ZGC introduction

ZGC (The Z Garbage Collector) is an experimental Garbage Collector with minimal latency that was introduced in JDK 11. It was designed to include:

  • The pause time shall not exceed 10ms;
  • The pause time does not increase with the size of the heap, or with the size of the active object;
  • Support 8MB~4TB heap (16TB will be supported in the future).

At the beginning, put forward this goal, there are a lot of people think the designer is bragging.

But today, it seems that these “blown down the niubi” are being realized one by one.

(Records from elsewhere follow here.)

//! Additive trend plus yearly seasonality regression.
//!
//! A piecewise-linear trend with automatically placed changepoints is summed
//! with a yearly Fourier series and fitted by penalized least squares:
//!
//! `y(t) = k·t + m + Σ δ_j (t - c_j)₊ + Σ [a_n sin(2πnτ) + b_n cos(2πnτ)]`
//!
//! where `t` is time scaled to `[0, 1]` over the history and `τ` is time in
//! years. Daily and weekly components are not modelled.

use crate::core::{calendar, Forecast, TimeSeries};
use crate::error::{ForecastError, Result};
use crate::models::Forecaster;
use crate::utils::ridge::{ridge_fit, RidgeFit};
use chrono::{DateTime, Utc};
use std::f64::consts::PI;

/// Settings for [`AdditiveTrendSeasonal`].
#[derive(Debug, Clone, PartialEq)]
pub struct TrendSeasonalConfig {
    /// Maximum number of trend changepoints.
    pub n_changepoints: usize,
    /// Fraction of the history in which changepoints may be placed.
    pub changepoint_range: f64,
    /// Number of yearly Fourier pairs.
    pub yearly_order: usize,
    /// L2 penalty on changepoint slope adjustments.
    pub changepoint_penalty: f64,
    /// L2 penalty on Fourier coefficients.
    pub seasonality_penalty: f64,
}

impl Default for TrendSeasonalConfig {
    fn default() -> Self {
        Self {
            n_changepoints: 25,
            changepoint_range: 0.8,
            yearly_order: 10,
            changepoint_penalty: 10.0,
            seasonality_penalty: 0.01,
        }
    }
}

impl TrendSeasonalConfig {
    pub fn n_changepoints(mut self, n: usize) -> Self {
        self.n_changepoints = n;
        self
    }

    pub fn yearly_order(mut self, order: usize) -> Self {
        self.yearly_order = order;
        self
    }

    pub fn changepoint_penalty(mut self, penalty: f64) -> Self {
        self.changepoint_penalty = penalty;
        self
    }
}

/// Time scaling and changepoints learned from the training history.
#[derive(Debug, Clone)]
struct TimeAxis {
    start: i64,
    span: f64,
    changepoints: Vec<f64>,
}

impl TimeAxis {
    fn scaled(&self, ts: DateTime<Utc>) -> f64 {
        (ts.timestamp() - self.start) as f64 / self.span
    }
}

/// Additive trend/seasonality forecaster.
#[derive(Debug, Clone, Default)]
pub struct AdditiveTrendSeasonal {
    config: TrendSeasonalConfig,
    axis: Option<TimeAxis>,
    fit: Option<RidgeFit>,
    last_timestamp: Option<DateTime<Utc>>,
    fitted: Option<Vec<f64>>,
    residuals: Option<Vec<f64>>,
}

impl AdditiveTrendSeasonal {
    pub fn new(config: TrendSeasonalConfig) -> Self {
        Self {
            config,
            ..Self::default()
        }
    }

    pub fn config(&self) -> &TrendSeasonalConfig {
        &self.config
    }

    /// Changepoint locations on the scaled time axis.
    pub fn changepoints(&self) -> Option<&[f64]> {
        self.axis.as_ref().map(|a| a.changepoints.as_slice())
    }

    /// Evenly spaced changepoints within the first `changepoint_range` of the history.
    fn place_changepoints(&self, scaled: &[f64]) -> Vec<f64> {
        let hist = (scaled.len() as f64 * self.config.changepoint_range).floor() as usize;
        if hist < 2 {
            return Vec::new();
        }
        let count = self.config.n_changepoints.min(hist - 1);
        if count == 0 {
            return Vec::new();
        }
        let last = (hist - 1) as f64;
        (1..=count)
            .map(|j| {
                let idx = (j as f64 * last / count as f64).round() as usize;
                scaled[idx]
            })
            .collect()
    }

    fn design(&self, axis: &TimeAxis, timestamps: &[DateTime<Utc>]) -> Vec<Vec<f64>> {
        let t: Vec<f64> = timestamps.iter().map(|&ts| axis.scaled(ts)).collect();
        let years: Vec<f64> = timestamps
            .iter()
            .map(|&ts| calendar::years_since_epoch(ts))
            .collect();

        let mut columns = Vec::with_capacity(2 + axis.changepoints.len() + 2 * self.config.yearly_order);
        columns.push(vec![1.0; t.len()]);
        columns.push(t.clone());
        for &c in &axis.changepoints {
            columns.push(t.iter().map(|&x| (x - c).max(0.0)).collect());
        }
        for n in 1..=self.config.yearly_order {
            let freq = 2.0 * PI * n as f64;
            columns.push(years.iter().map(|y| (freq * y).sin()).collect());
            columns.push(years.iter().map(|y| (freq * y).cos()).collect());
        }
        columns
    }

    fn penalties(&self, axis: &TimeAxis) -> Vec<f64> {
        let mut penalties = vec![0.0, 0.0];
        penalties.extend(std::iter::repeat(self.config.changepoint_penalty).take(axis.changepoints.len()));
        penalties.extend(std::iter::repeat(self.config.seasonality_penalty).take(2 * self.config.yearly_order));
        penalties
    }
}

impl Forecaster for AdditiveTrendSeasonal {
    fn fit(&mut self, series: &TimeSeries) -> Result<()> {
        let values = series.values();
        let timestamps = series.timestamps();
        if values.len() < 2 {
            return Err(ForecastError::InsufficientData {
                needed: 2,
                got: values.len(),
            });
        }
        if self.config.changepoint_penalty < 0.0 || self.config.seasonality_penalty < 0.0 {
            return Err(ForecastError::InvalidParameter(
                "penalties must be non-negative".into(),
            ));
        }

        let start = timestamps[0].timestamp();
        let end = timestamps[timestamps.len() - 1].timestamp();
        let mut axis = TimeAxis {
            start,
            span: (end - start).max(1) as f64,
            changepoints: Vec::new(),
        };
        let scaled: Vec<f64> = timestamps.iter().map(|&ts| axis.scaled(ts)).collect();
        axis.changepoints = self.place_changepoints(&scaled);

        let columns = self.design(&axis, timestamps);
        let fit = ridge_fit(&columns, values, &self.penalties(&axis))?;
        let fitted = fit.predict(&columns)?;
        let residuals = values.iter().zip(&fitted).map(|(y, f)| y - f).collect();

        log::debug!(
            "trend/seasonality fit: {} changepoints, {} Fourier pairs",
            axis.changepoints.len(),
            self.config.yearly_order
        );

        self.last_timestamp = series.last_timestamp();
        self.axis = Some(axis);
        self.fit = Some(fit);
        self.fitted = Some(fitted);
        self.residuals = Some(residuals);
        Ok(())
    }

    fn predict(&self, horizon: usize) -> Result<Forecast> {
        let axis = self.axis.as_ref().ok_or(ForecastError::FitRequired)?;
        let fit = self.fit.as_ref().ok_or(ForecastError::FitRequired)?;
        let last = self.last_timestamp.ok_or(ForecastError::FitRequired)?;

        if horizon == 0 {
            return Ok(Forecast::new());
        }

        let future = calendar::month_starts_after(last, horizon)?;
        let predictions = fit.predict(&self.design(axis, &future))?;
        Ok(Forecast::from_values(predictions))
    }

    fn fitted_values(&self) -> Option<&[f64]> {
        self.fitted.as_deref()
    }

    fn residuals(&self) -> Option<&[f64]> {
        self.residuals.as_deref()
    }

    fn name(&self) -> &str {
        "AdditiveTrendSeasonal"
    }
}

Based on the latest JDK15, the goals of “no more than 10ms of pause time” and “16TB of heap support” have been met, and it has been made clear that ZGC in JDK15 is no longer an experimental garbage collector and is now recommended for production.

ZGC has been familiar, can the interview question be far behind?

This article will start from the design idea of ZGC and explain why ZGC can be used in low latency scenarios with such excellent performance.

The core technology

Multiple mapping

To better understand ZGC memory management, let’s take a look at this example:

You are a son in the eyes of your parents and a boyfriend in the eyes of your girlfriend. He is the most handsome person in front of the whole world. You also have a name, but your name is just a code name for you, not you. Draw a map of this relation to express:

  • In your father’s eyes, you are a son;
  • In the eyes of your girlfriend, you say boyfriend;
  • From the point of view of the whole world, you say the most handsome person in the world;

If your name is the only one in the world, you will be identified by “your name”, “your father’s son”, “your girlfriend’s boyfriend”, “the most handsome person in the world”.

Now let’s look at the memory management of the ZGC.

In order to manage memory efficiently and flexibly, ZGC implements two levels of memory management: virtual memory and physical memory, and realizes the mapping relationship between physical memory and virtual memory. This is basically the same idea as virtual and physical addresses in the operating system.

When an application creates an object, it will first apply for a virtual address in the heap space. ZGC will also apply for a virtual address in the Marked0, Marked1 and Remapped view space for the object. These three virtual addresses correspond to the same physical address.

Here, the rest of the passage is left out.